Effect of coolant temperature on air-fuel mixture formation and combustion in an optical direct injection spark ignition engine fueled with gasoline and butanol

Diversification of the energy mix and the drive for increasing security of supply have extended the use of alternative fuels in internal combustion engines. Butanol is a viable energy source for spark ignition (SI) power units featuring higher energy density and compatibility with existing systems. The present work investigated the use of n-butanol in an optically accessible wall guided direct injection SI engine, operated at low load, as well as wide open throttle. Engine speed and injection pressure were kept constant, while coolant temperature was alternated between two values, so as to simulate cold-start and fully warmed-up conditions. In-cylinder pressure and exhaust gas emission measurements were coupled with optical results obtained through UV-visible flame visualization and 2D chemiluminescence. This allowed a more detailed insight into the occurrence of diffusive flames near the piston surface and an analysis of flame front propagation, as well as its morphology.
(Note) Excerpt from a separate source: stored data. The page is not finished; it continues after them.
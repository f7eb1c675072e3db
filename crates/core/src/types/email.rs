//! Email address type.

use core::fmt;

use serde::{Deserialize, Serialize};

/// Errors that can occur when parsing an [`Email`].
#[derive(thiserror::Error, Debug, Clone, PartialEq, Eq)]
pub enum EmailError {
    /// The input string is empty.
    #[error("email cannot be empty")]
    Empty,
    /// The input string is too long.
    #[error("email must be at most {max} characters")]
    TooLong {
        /// Maximum allowed length.
        max: usize,
    },
    /// The input does not contain exactly one @ symbol.
    #[error("email must contain a single @ symbol")]
    MissingAtSymbol,
    /// The local part (before @) is empty.
    #[error("email local part cannot be empty")]
    EmptyLocalPart,
    /// The domain part (after @) is empty or has no dot.
    #[error("email domain is invalid")]
    InvalidDomain,
    /// The input contains whitespace.
    #[error("email cannot contain whitespace")]
    ContainsWhitespace,
}

/// A normalized email address.
///
/// Addresses are trimmed and lower-cased on parse, so two spellings of the same
/// mailbox compare equal. Guest checkout relies on this to detect an existing
/// account for the submitted address.
///
/// ## Constraints
///
/// - Length: 1-254 characters (RFC 5321 limit)
/// - Exactly one @ symbol, no whitespace
/// - Local part (before @) must not be empty
/// - Domain part (after @) must contain a dot that is not at either end
///
/// ## Examples
///
/// ```
/// use bazaar_core::Email;
///
/// let email = Email::parse("  Buyer@Example.COM ").unwrap();
/// assert_eq!(email.as_str(), "buyer@example.com");
///
/// assert!(Email::parse("").is_err());
/// assert!(Email::parse("no-at-symbol").is_err());
/// assert!(Email::parse("@domain.com").is_err());
/// assert!(Email::parse("user@localhost").is_err());
/// ```
#[derive(Debug, Clone, Serialize, Deserialize, PartialEq, Eq, Hash)]
#[serde(try_from = "String", into = "String")]
pub struct Email(String);

impl Email {
    /// Maximum length of an email address (RFC 5321).
    pub const MAX_LENGTH: usize = 254;

    /// Parse and normalize an `Email` from a string.
    ///
    /// # Errors
    ///
    /// Returns an [`EmailError`] describing the first violated constraint.
    pub fn parse(s: &str) -> Result<Self, EmailError> {
        let s = s.trim();
        if s.is_empty() {
            return Err(EmailError::Empty);
        }

        if s.len() > Self::MAX_LENGTH {
            return Err(EmailError::TooLong {
                max: Self::MAX_LENGTH,
            });
        }

        if s.chars().any(char::is_whitespace) {
            return Err(EmailError::ContainsWhitespace);
        }

        let (local, domain) = s.split_once('@').ok_or(EmailError::MissingAtSymbol)?;
        if domain.contains('@') {
            return Err(EmailError::MissingAtSymbol);
        }

        if local.is_empty() {
            return Err(EmailError::EmptyLocalPart);
        }

        let dotted = domain
            .find('.')
            .is_some_and(|pos| pos > 0 && !domain.ends_with('.'));
        if !dotted {
            return Err(EmailError::InvalidDomain);
        }

        Ok(Self(s.to_lowercase()))
    }

    /// Returns the email address as a string slice.
    #[must_use]
    pub fn as_str(&self) -> &str {
        &self.0
    }

    /// Consumes the `Email` and returns its inner string.
    #[must_use]
    pub fn into_inner(self) -> String {
        self.0
    }

    /// Returns the local part of the email (before the @).
    #[must_use]
    pub fn local_part(&self) -> &str {
        self.0.split('@').next().unwrap_or("")
    }

    /// Returns the domain part of the email (after the @).
    #[must_use]
    pub fn domain(&self) -> &str {
        self.0.split('@').nth(1).unwrap_or("")
    }

    /// Display name used when an account is created without one.
    #[must_use]
    pub fn default_display_name(&self) -> String {
        self.local_part().to_owned()
    }
}

impl fmt::Display for Email {
    fn fmt(&self, f: &mut fmt::Formatter<'_>) -> fmt::Result {
        write!(f, "{}", self.0)
    }
}

impl std::str::FromStr for Email {
    type Err = EmailError;

    fn from_str(s: &str) -> Result<Self, Self::Err> {
        Self::parse(s)
    }
}

impl TryFrom<String> for Email {
    type Error = EmailError;

    fn try_from(value: String) -> Result<Self, Self::Error> {
        Self::parse(&value)
    }
}

impl From<Email> for String {
    fn from(email: Email) -> Self {
        email.0
    }
}

impl AsRef<str> for Email {
    fn as_ref(&self) -> &str {
        &self.0
    }
}

// SQLx support (with postgres feature)
#[cfg(feature = "postgres")]
impl sqlx::Type<sqlx::Postgres> for Email {
    fn type_info() -> sqlx::postgres::PgTypeInfo {
        <String as sqlx::Type<sqlx::Postgres>>::type_info()
    }

    fn compatible(ty: &sqlx::postgres::PgTypeInfo) -> bool {
        <String as sqlx::Type<sqlx::Postgres>>::compatible(ty)
    }
}

#[cfg(feature = "postgres")]
impl<'r> sqlx::Decode<'r, sqlx::Postgres> for Email {
    fn decode(value: sqlx::postgres::PgValueRef<'r>) -> Result<Self, sqlx::error::BoxDynError> {
        let s = <String as sqlx::Decode<sqlx::Postgres>>::decode(value)?;
        Ok(Self::parse(&s)?)
    }
}

#[cfg(feature = "postgres")]
impl sqlx::Encode<'_, sqlx::Postgres> for Email {
    fn encode_by_ref(
        &self,
        buf: &mut sqlx::postgres::PgArgumentBuffer,
    ) -> Result<sqlx::encode::IsNull, sqlx::error::BoxDynError> {
        <String as sqlx::Encode<sqlx::Postgres>>::encode_by_ref(&self.0, buf)
    }
}

#[cfg(test)]
#[allow(clippy::unwrap_used)]
mod tests {
    use super::*;

    #[test]
    fn test_parse_valid_emails() {
        assert!(Email::parse("user@example.com").is_ok());
        assert!(Email::parse("user.name+tag@example.com").is_ok());
        assert!(Email::parse("user@subdomain.example.co.uk").is_ok());
        assert!(Email::parse("a@b.c").is_ok());
    }

    #[test]
    fn test_parse_normalizes_case_and_whitespace() {
        let email = Email::parse("  Ayesha.Khan@Example.PK\n").unwrap();
        assert_eq!(email.as_str(), "ayesha.khan@example.pk");
        assert_eq!(email, Email::parse("ayesha.khan@example.pk").unwrap());
    }

    #[test]
    fn test_parse_empty() {
        assert_eq!(Email::parse("   "), Err(EmailError::Empty));
    }

    #[test]
    fn test_parse_too_long() {
        let long = format!("{}@example.com", "a".repeat(250));
        assert!(matches!(
            Email::parse(&long),
            Err(EmailError::TooLong { .. })
        ));
    }

    #[test]
    fn test_parse_at_symbol_rules() {
        assert_eq!(
            Email::parse("no-at-symbol"),
            Err(EmailError::MissingAtSymbol)
        );
        assert_eq!(Email::parse("a@b@c.com"), Err(EmailError::MissingAtSymbol));
        assert_eq!(Email::parse("@domain.com"), Err(EmailError::EmptyLocalPart));
    }

    #[test]
    fn test_parse_domain_rules() {
        assert_eq!(Email::parse("user@"), Err(EmailError::InvalidDomain));
        assert_eq!(Email::parse("user@localhost"), Err(EmailError::InvalidDomain));
        assert_eq!(Email::parse("user@.com"), Err(EmailError::InvalidDomain));
        assert_eq!(Email::parse("user@example."), Err(EmailError::InvalidDomain));
    }

    #[test]
    fn test_parse_rejects_inner_whitespace() {
        assert_eq!(
            Email::parse("first last@example.com"),
            Err(EmailError::ContainsWhitespace)
        );
    }

    #[test]
    fn test_default_display_name() {
        let email = Email::parse("sana@example.com").unwrap();
        assert_eq!(email.default_display_name(), "sana");
        assert_eq!(email.domain(), "example.com");
    }

    #[test]
    fn test_deserialize_validates() {
        let parsed: Email = serde_json::from_str("\"Shop@Example.com\"").unwrap();
        assert_eq!(parsed.as_str(), "shop@example.com");
        assert!(serde_json::from_str::<Email>("\"nope\"").is_err());
    }
}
The correlation of thermodynamic data and flame imaging with band-pass filters for recording the spatial distribution of the OH radical, soot precursors and carbonaceous structures gave information on the evolution of chemical species during combustion. While at low load the alcohol performed slightly better compared to gasoline, at wide open throttle the opposite was recorded. The effect of coolant temperature was more evident for butanol. These observations were correlated to the presence of liquid fuel film on the piston crown, which resulted in slower flame propagation and higher related emissions for the alcohol.